As long as you can come up with reasonable return values of the function on your own, then I bet the above would make the program work pretty well. And why not? Everything outside that function is implemented well. And you are manually making sure that hard-to-implement function also outputs reasonable values. So then there's no function that's not doing what it's supposed to do.
My basic idea is to do this, but with the AI's utility function.
Now, you don't need to literally put a breakpoint in the AI's utility function and then have the developers type into a debugger. Instead, inside the AI's utility function, you can just have the AI pause execution, send a message to a developer or other individual containing a description of a possible world, and then wait for a response. Once someone sends a message in response, the AI will use the returned value as the value of its utility function. That is, you could do something like:
def utility(outcome):
message_ai_controllers(make_readable(outcome))
response = wait_for_controller_response()
return parse_utility(response)
(Error-handling code could be added if the returned utility is invalid.)
Using the above utility function would, in theory at least, be equivalent to actually having a breakpoint in the code, then manually returning the right value with a debugger.
You might imagine this AI would be incredibly inefficient due to how slow people would be in answering the AI's queries. However, with the right optimization algorithm I'm not sure this would be much of a problem. The AI would have an extremely slow utility function, but I don't see a reason to think that it's impossible to make an optimization algorithm that can perform well on even on extremely slow objective functions.
I'll provide one potential approach to making such an algorithm. The optimization algorithm would, based on the known values of its objective function, learn fast approximations to it. Then, the AI could use these fast function to come up with a plan that scores well on them. Finally, if necessary, the AI can query its (slow) objective function for the value of the results of this plan. After doing so, it would also update its fast approximations with what its learned. The optimization algorithm could be designed so that if the AI is particularly unsure about if something would be desirable according to the objective function, it would consult the actual (slow) objective function. The algorithm could also potentially be programmed to do the same for any outcomes with high impact or strategic significance.

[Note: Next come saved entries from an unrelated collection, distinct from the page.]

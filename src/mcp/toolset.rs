//! Filtered MCP toolsets for the planner and executor.
//!
//! A toolset owns one lazily established connection and a name filter: the
//! planner sees only its discovery tools, the executor sees only the
//! skills the planner selected for the current step. An empty filter
//! exposes nothing.

use std::time::Duration;

use serde_json::Value;
use tokio::sync::Mutex;
use tracing::warn;

use crate::mcp::client::{McpConnection, McpToolDef};
use crate::mcp::config::ResolvedMcpEndpoint;
use crate::mcp::McpError;

/// One endpoint with a tool-name filter.
pub struct McpToolset {
    endpoint: ResolvedMcpEndpoint,
    filter: Vec<String>,
    timeout: Duration,
    connection: Mutex<Option<McpConnection>>,
}

impl std::fmt::Debug for McpToolset {
    fn fmt(&self, f: &mut std::fmt::Formatter<'_>) -> std::fmt::Result {
        f.debug_struct("McpToolset")
            .field("endpoint", &self.endpoint.name)
            .field("filter", &self.filter)
            .finish()
    }
}

impl McpToolset {
    /// Toolset exposing the endpoint's planner discovery tools.
    pub fn planner(endpoint: ResolvedMcpEndpoint, timeout: Duration) -> Self {
        let filter = endpoint.planner_tools.clone();
        Self {
            endpoint,
            filter,
            timeout,
            connection: Mutex::new(None),
        }
    }

    /// Toolset exposing only the allowed executor skills.
    pub fn executor(
        endpoint: ResolvedMcpEndpoint,
        allowed_skills: Vec<String>,
        timeout: Duration,
    ) -> Self {
        Self {
            endpoint,
            filter: allowed_skills,
            timeout,
            connection: Mutex::new(None),
        }
    }

    /// Endpoint name.
    pub fn endpoint_name(&self) -> &str {
        &self.endpoint.name
    }

    /// Whether the filter admits `name`.
    pub fn admits(&self, name: &str) -> bool {
        self.filter.iter().any(|allowed| allowed == name)
    }

    /// Discover the endpoint's tools, filtered.
    ///
    /// Connection failures resolve to an empty list with a warning so a
    /// dead endpoint degrades planning instead of failing the request.
    pub async fn tools(&self) -> Vec<McpToolDef> {
        if self.filter.is_empty() {
            return Vec::new();
        }
        match self.list_remote_tools().await {
            Ok(tools) => tools
                .into_iter()
                .filter(|tool| self.admits(&tool.name))
                .collect(),
            Err(error) => {
                warn!(
                    endpoint = %self.endpoint.name,
                    %error,
                    "mcp toolset discovery failed"
                );
                Vec::new()
            }
        }
    }

    async fn list_remote_tools(&self) -> Result<Vec<McpToolDef>, McpError> {
        let mut guard = self.connection.lock().await;
        if guard.is_none() {
            *guard = Some(McpConnection::connect(&self.endpoint, self.timeout).await?);
        }
        match guard.as_mut() {
            Some(connection) => connection.list_tools().await,
            None => Ok(Vec::new()),
        }
    }

    /// Invoke a filtered tool.
    ///
    /// # Errors
    ///
    /// [`McpError::Protocol`] when the filter does not admit the name, or
    /// any transport error from the call.
    pub async fn call(&self, name: &str, args: Value) -> Result<Value, McpError> {
        if !self.admits(name) {
            return Err(McpError::Protocol(format!(
                "tool '{name}' not admitted by filter"
            )));
        }
        let mut guard = self.connection.lock().await;
        if guard.is_none() {
            *guard = Some(McpConnection::connect(&self.endpoint, self.timeout).await?);
        }
        match guard.as_mut() {
            Some(connection) => connection.call_tool(name, args).await,
            None => Err(McpError::Protocol("connection unavailable".to_owned())),
        }
    }
}

/// Build the planner toolset when an endpoint resolved.
pub fn build_planner_toolset(
    endpoint: Option<ResolvedMcpEndpoint>,
    timeout: Duration,
) -> Option<McpToolset> {
    endpoint.map(|endpoint| McpToolset::planner(endpoint, timeout))
}

/// Build executor toolsets across all endpoints, filtered to the skills
/// the planner selected.
pub fn build_executor_toolsets(
    endpoints: Vec<ResolvedMcpEndpoint>,
    allowed_skills: &[String],
    timeout: Duration,
) -> Vec<McpToolset> {
    endpoints
        .into_iter()
        .map(|endpoint| McpToolset::executor(endpoint, allowed_skills.to_vec(), timeout))
        .collect()
}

My technique is intended to provide both outer-alignment and corrigability. By directly asking the people for the desirability of outcomes, the AI would, if I'm reasoning correctly, be outer-aligned. If the AI uses fast approximations learned approximations to its utility function, then the system also provides a degree of hard-coded corrigability. The AI's optimization algorithm is hard-coded to query its slow utility function at some points and to update its fast models appropriately, which allows for errors in the fast approximations to be corrected.

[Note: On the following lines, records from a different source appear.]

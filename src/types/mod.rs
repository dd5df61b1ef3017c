//! Core domain types: plans, steps, memory records, trace events.
//!
//! Everything here is plain data. Behavior (transitions, validation,
//! locking) lives in `kernel` and `repos`; keeping the model inert makes
//! serialization round-trips trivial to verify.

pub mod canonical;

use chrono::{DateTime, Utc};
use serde::{Deserialize, Serialize};
use serde_json::{Map, Value};
use uuid::Uuid;

/// JSON object payload used for tool arguments, memory values, and event
/// payloads.
pub type JsonMap = Map<String, Value>;

/// Lifecycle status of a whole plan.
#[derive(Debug, Clone, Copy, PartialEq, Eq, Hash, Serialize, Deserialize)]
#[serde(rename_all = "lowercase")]
pub enum PlanStatus {
    /// Created but not yet handed to the planner.
    Pending,
    /// Planner is producing steps.
    Planning,
    /// Steps are being executed in order.
    Executing,
    /// A failed step is being revised.
    Replanning,
    /// All steps completed.
    Complete,
    /// Terminal failure (validation or replan budget exhausted).
    Failed,
}

impl PlanStatus {
    /// String form used in event payloads and API projections.
    pub fn as_str(&self) -> &'static str {
        match self {
            Self::Pending => "pending",
            Self::Planning => "planning",
            Self::Executing => "executing",
            Self::Replanning => "replanning",
            Self::Complete => "complete",
            Self::Failed => "failed",
        }
    }
}

/// Lifecycle status of a single plan step.
#[derive(Debug, Clone, Copy, PartialEq, Eq, Hash, Serialize, Deserialize)]
#[serde(rename_all = "lowercase")]
pub enum StepStatus {
    /// Not yet started.
    Pending,
    /// Currently executing.
    Running,
    /// Finished with validated output in memory.
    Complete,
    /// Finished with a recorded failure reason.
    Failed,
}

impl StepStatus {
    /// String form used in event payloads and API projections.
    pub fn as_str(&self) -> &'static str {
        match self {
            Self::Pending => "pending",
            Self::Running => "running",
            Self::Complete => "complete",
            Self::Failed => "failed",
        }
    }
}

/// Declared output contract for a step.
///
/// `shape` maps field names to type labels (`string`, `integer`, `array`,
/// ...). The memory store refuses writes whose value does not satisfy the
/// shape, so a completed step always has a conforming payload on record.
#[derive(Debug, Clone, PartialEq, Serialize, Deserialize)]
pub struct ReturnSpec {
    /// Required output fields and their type labels.
    pub shape: JsonMap,
    /// Why downstream steps need this shape.
    pub reason: String,
}

/// One unit of work inside a plan.
#[derive(Debug, Clone, PartialEq, Serialize, Deserialize)]
pub struct PlanStep {
    /// 1-based ordinal, unique within the plan.
    pub step_index: u32,
    /// Natural-language task description.
    pub task: String,
    /// Skill (tool) names the executor may use for this step.
    pub skills: Vec<String>,
    /// Output contract gating the memory write.
    pub return_spec: ReturnSpec,
    /// Optional upstream step whose output this step consumes.
    #[serde(default)]
    pub input_from_step: Option<u32>,
    /// Current lifecycle status.
    #[serde(default = "default_step_status")]
    pub status: StepStatus,
    /// Assigned exactly once on the pending -> running transition; also the
    /// owner identity for the step's memory write lock.
    #[serde(default)]
    pub task_id: Option<String>,
    /// Namespaced memory key, set iff the step completed.
    #[serde(default)]
    pub memory_key: Option<String>,
    /// Whether the output passed the return-spec gate.
    #[serde(default)]
    pub validated: bool,
    /// Failure reason recorded on the running -> failed transition.
    #[serde(default)]
    pub failure_reason: Option<String>,
    /// Stamped on the pending -> running transition.
    #[serde(default)]
    pub started_at: Option<DateTime<Utc>>,
    /// Stamped on the running -> complete/failed transition.
    #[serde(default)]
    pub finished_at: Option<DateTime<Utc>>,
}

fn default_step_status() -> StepStatus {
    StepStatus::Pending
}

impl PlanStep {
    /// Create a pending step with the given contract.
    pub fn new(step_index: u32, task: &str, skills: Vec<String>, return_spec: ReturnSpec) -> Self {
        Self {
            step_index,
            task: task.to_owned(),
            skills,
            return_spec,
            input_from_step: None,
            status: StepStatus::Pending,
            task_id: None,
            memory_key: None,
            validated: false,
            failure_reason: None,
            started_at: None,
            finished_at: None,
        }
    }
}

/// What caused a replan.
#[derive(Debug, Clone, Copy, PartialEq, Eq, Serialize, Deserialize)]
#[serde(rename_all = "snake_case")]
pub enum ReplanTrigger {
    /// Executor reported a hard failure.
    StepFailed,
    /// Executor reported the step cannot complete as scoped.
    Insufficient,
    /// Step output violated its return spec.
    ContractViolation,
}

impl ReplanTrigger {
    /// String form used in replan history payloads.
    pub fn as_str(&self) -> &'static str {
        match self {
            Self::StepFailed => "step_failed",
            Self::Insufficient => "insufficient",
            Self::ContractViolation => "contract_violation",
        }
    }
}

/// One recorded replan attempt.
#[derive(Debug, Clone, PartialEq, Serialize, Deserialize)]
pub struct ReplanEvent {
    /// 1-based attempt counter, equal to `replan_count` at append time.
    pub attempt: u32,
    /// What triggered the replan.
    pub trigger: ReplanTrigger,
    /// Index of the step that failed.
    pub failed_step: u32,
    /// Failure reason carried from the step.
    pub reason: String,
    /// When the revised plan was merged.
    pub revised_at: DateTime<Utc>,
}

/// An ordered, replannable sequence of steps for one user request.
#[derive(Debug, Clone, PartialEq, Serialize, Deserialize)]
pub struct Plan {
    /// Short unique identifier (`plan_` + 12 hex chars).
    pub plan_id: String,
    /// Owning tenant.
    pub tenant_id: String,
    /// Requesting user.
    pub user_id: String,
    /// Session the plan belongs to.
    pub session_id: String,
    /// Plan-level lifecycle status.
    pub status: PlanStatus,
    /// Ordered steps; indices unique, completed prefix stable across replans.
    pub steps: Vec<PlanStep>,
    /// Number of replans performed; always equals `replan_history.len()`.
    pub replan_count: u32,
    /// One entry per replan, in order.
    pub replan_history: Vec<ReplanEvent>,
    /// Creation timestamp.
    pub created_at: DateTime<Utc>,
    /// Set when the plan reaches `Complete`.
    #[serde(default)]
    pub completed_at: Option<DateTime<Utc>>,
}

impl Plan {
    /// Create a pending plan with a fresh `plan_<12 hex>` identifier.
    pub fn new(tenant_id: &str, user_id: &str, session_id: &str, steps: Vec<PlanStep>) -> Self {
        Self {
            plan_id: new_plan_id(),
            tenant_id: tenant_id.to_owned(),
            user_id: user_id.to_owned(),
            session_id: session_id.to_owned(),
            status: PlanStatus::Pending,
            steps,
            replan_count: 0,
            replan_history: Vec::new(),
            created_at: Utc::now(),
            completed_at: None,
        }
    }
}

/// Generate a plan identifier: `plan_` + 12 hex chars (17 chars, inside the
/// 20-char identifier budget).
pub fn new_plan_id() -> String {
    let hex = Uuid::new_v4().simple().to_string();
    format!("plan_{}", &hex[..12])
}

/// Generate a step task identifier: `task_` + 10 hex chars.
pub fn new_task_id() -> String {
    let hex = Uuid::new_v4().simple().to_string();
    format!("task_{}", &hex[..10])
}

/// Visibility scope of a stored memory record.
#[derive(Debug, Clone, Copy, PartialEq, Eq, Hash, Serialize, Deserialize)]
#[serde(rename_all = "lowercase")]
pub enum MemoryScope {
    /// Transient, visible only inside the originating session.
    Session,
    /// Durable, visible across the user's sessions.
    User,
}

impl MemoryScope {
    /// String form stored in backends and returned by tools.
    pub fn as_str(&self) -> &'static str {
        match self {
            Self::Session => "session",
            Self::User => "user",
        }
    }

    /// Parse from a stored/requested string value.
    ///
    /// Unknown scopes fall back to `Session`, the least-durable choice.
    pub fn parse(s: &str) -> Self {
        match s {
            "user" => Self::User,
            _ => Self::Session,
        }
    }
}

/// A stored memory record addressed by its namespaced key.
#[derive(Debug, Clone, PartialEq, Serialize, Deserialize)]
pub struct MemoryRecord {
    /// `tenant:session:task:label` composite key.
    pub namespaced_key: String,
    /// Owning tenant.
    pub tenant_id: String,
    /// Originating session.
    pub session_id: String,
    /// Task that wrote the record (lock owner).
    pub task_id: String,
    /// Visibility scope.
    pub scope: MemoryScope,
    /// User-supplied label (never contains `:`).
    pub key: String,
    /// The stored payload.
    pub value: JsonMap,
    /// The return-spec shape the payload was validated against.
    pub return_spec_shape: JsonMap,
    /// First write timestamp.
    pub created_at: DateTime<Utc>,
    /// Last write timestamp.
    pub updated_at: DateTime<Utc>,
    /// Embedding vector, present on indexed backends.
    #[serde(default, skip_serializing_if = "Option::is_none")]
    pub embedding: Option<Vec<f32>>,
}

/// A durable trace event.
#[derive(Debug, Clone, PartialEq, Serialize, Deserialize)]
pub struct EventRecord {
    /// Event type constant (see [`event_types`]).
    pub event_type: String,
    /// Owning tenant.
    pub tenant_id: String,
    /// Originating session.
    pub session_id: String,
    /// Plan correlation, when known.
    #[serde(default)]
    pub plan_id: Option<String>,
    /// Task correlation, when known.
    #[serde(default)]
    pub task_id: Option<String>,
    /// Structured payload.
    pub payload: JsonMap,
    /// Append timestamp; repositories keep this monotonic per log.
    pub ts: DateTime<Utc>,
}

impl EventRecord {
    /// Build an event stamped with the current time.
    pub fn new(
        event_type: &str,
        tenant_id: &str,
        session_id: &str,
        plan_id: Option<&str>,
        task_id: Option<&str>,
        payload: JsonMap,
    ) -> Self {
        Self {
            event_type: event_type.to_owned(),
            tenant_id: tenant_id.to_owned(),
            session_id: session_id.to_owned(),
            plan_id: plan_id.map(str::to_owned),
            task_id: task_id.map(str::to_owned),
            payload,
            ts: Utc::now(),
        }
    }
}

/// Well-known trace event types.
pub mod event_types {
    /// A user message entered the pipeline.
    pub const USER_MESSAGE_RECEIVED: &str = "user_message.received";
    /// A plan was persisted after validation.
    pub const PLAN_PERSISTED: &str = "plan.persisted";
    /// A step moved to running.
    pub const STEP_STARTED: &str = "step.started";
    /// A step completed with a validated memory write.
    pub const STEP_COMPLETE: &str = "step.complete";
    /// A step failed hard.
    pub const STEP_FAILED: &str = "step.failed";
    /// A step reported it cannot complete as scoped.
    pub const STEP_INSUFFICIENT: &str = "step.insufficient";
    /// A step's output violated its return spec.
    pub const STEP_CONTRACT_VIOLATION: &str = "step.contract_violation";
    /// A replan attempt began.
    pub const REPLAN_TRIGGERED: &str = "replan.triggered";
    /// A model prompt was issued.
    pub const ADK_PROMPT: &str = "adk.prompt";
    /// A model response arrived.
    pub const ADK_LLM_RESPONSE: &str = "adk.llm_response";
    /// A raw agent-graph event was mirrored.
    pub const ADK_EVENT: &str = "adk.event";
    /// A sandboxed extraction ran against a spilled response.
    pub const LARGE_RESPONSE_EXEC: &str = "large_response.exec_python";
}

/// A session record persisted for cross-session memory search.
#[derive(Debug, Clone, PartialEq, Serialize, Deserialize)]
pub struct SessionRecord {
    /// Owning tenant.
    pub tenant_id: String,
    /// Owning user.
    pub user_id: String,
    /// Session identifier.
    pub session_id: String,
    /// Free-form session state.
    pub state: JsonMap,
    /// Creation timestamp.
    pub created_at: DateTime<Utc>,
    /// Last update timestamp.
    pub updated_at: DateTime<Utc>,
}

/// One inbound user request.
#[derive(Debug, Clone, PartialEq, Serialize, Deserialize)]
pub struct AgentRunRequest {
    /// Owning tenant.
    pub tenant_id: String,
    /// Requesting user.
    pub user_id: String,
    /// Session identifier.
    pub session_id: String,
    /// The user's message.
    pub message: String,
}

/// Final response for one request.
#[derive(Debug, Clone, PartialEq, Serialize, Deserialize)]
pub struct AgentRunResponse {
    /// `complete` or a terminal plan status.
    pub status: String,
    /// User-facing response text.
    pub response: String,
    /// Correlation identifier for plan/trace lookups.
    pub plan_id: String,
}

/// Executor outcome for one step.
#[derive(Debug, Clone, PartialEq)]
pub struct StepExecutionResult {
    /// `ok`, `insufficient`, or `failed`.
    pub status: StepOutcome,
    /// Structured output, present on `ok`.
    pub data: Option<JsonMap>,
    /// Failure or insufficiency reason.
    pub reason: Option<String>,
    /// Planner hint for revision.
    pub suggestion: Option<String>,
}

/// Executor outcome discriminant.
#[derive(Debug, Clone, Copy, PartialEq, Eq)]
pub enum StepOutcome {
    /// Step produced data.
    Ok,
    /// Step cannot complete as scoped; replan with a split.
    Insufficient,
    /// Step failed hard.
    Failed,
}

impl StepExecutionResult {
    /// Successful outcome carrying data.
    pub fn ok(data: JsonMap) -> Self {
        Self {
            status: StepOutcome::Ok,
            data: Some(data),
            reason: None,
            suggestion: None,
        }
    }

    /// Insufficient outcome with a reason and optional revision hint.
    pub fn insufficient(reason: &str, suggestion: Option<&str>) -> Self {
        Self {
            status: StepOutcome::Insufficient,
            data: None,
            reason: Some(reason.to_owned()),
            suggestion: suggestion.map(str::to_owned),
        }
    }

    /// Hard failure outcome.
    pub fn failed(reason: &str) -> Self {
        Self {
            status: StepOutcome::Failed,
            data: None,
            reason: Some(reason.to_owned()),
            suggestion: None,
        }
    }
}

/// Ordered steps returned by a planner.
#[derive(Debug, Clone, PartialEq)]
pub struct PlannerOutput {
    /// Proposed steps, validated before merging into a plan.
    pub steps: Vec<PlanStep>,
}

This is a good point and one that I, foolishly, hadn't considered.
However, it seems to me that there is a way to get around this. Specifically, just provide the query-answerers the option to refuse to evaluate the utility of a description of a possible future. If this happens, the AI won't be able to have its utility function return a value for such a possible future.
To see how to do this, note that if a description of a possible future world is too large for the human to understand, then the human can refuse to provide a utility for it.
Similarly, if the description of the future doesn't specify the future with sufficient detail that the person can clearly tell if the described outcome would be good, then the person can also refuse to return a value.
For example, suppose you are making an AI designed to make paperclips. And suppose the AI queries the person asking for the utility of the possible future described by, "The AI makes a ton of paperclips". Then the person could refuse to answer, because the description is insufficient to specify the quality of the outcome, for example, because it doesn't say whether or not Earth got destroyed.
Instead, a possible future would only be rated as high utility if it says something like,"The AI makes a ton of paperclips, and the world isn't destroyed, and the AI doesn't take over the world, and no creatures get tortured anywhere in our Hubble sphere, and creatures in the universe are generally satisfied".
Does this make sense?
I, of course, could always be missing something.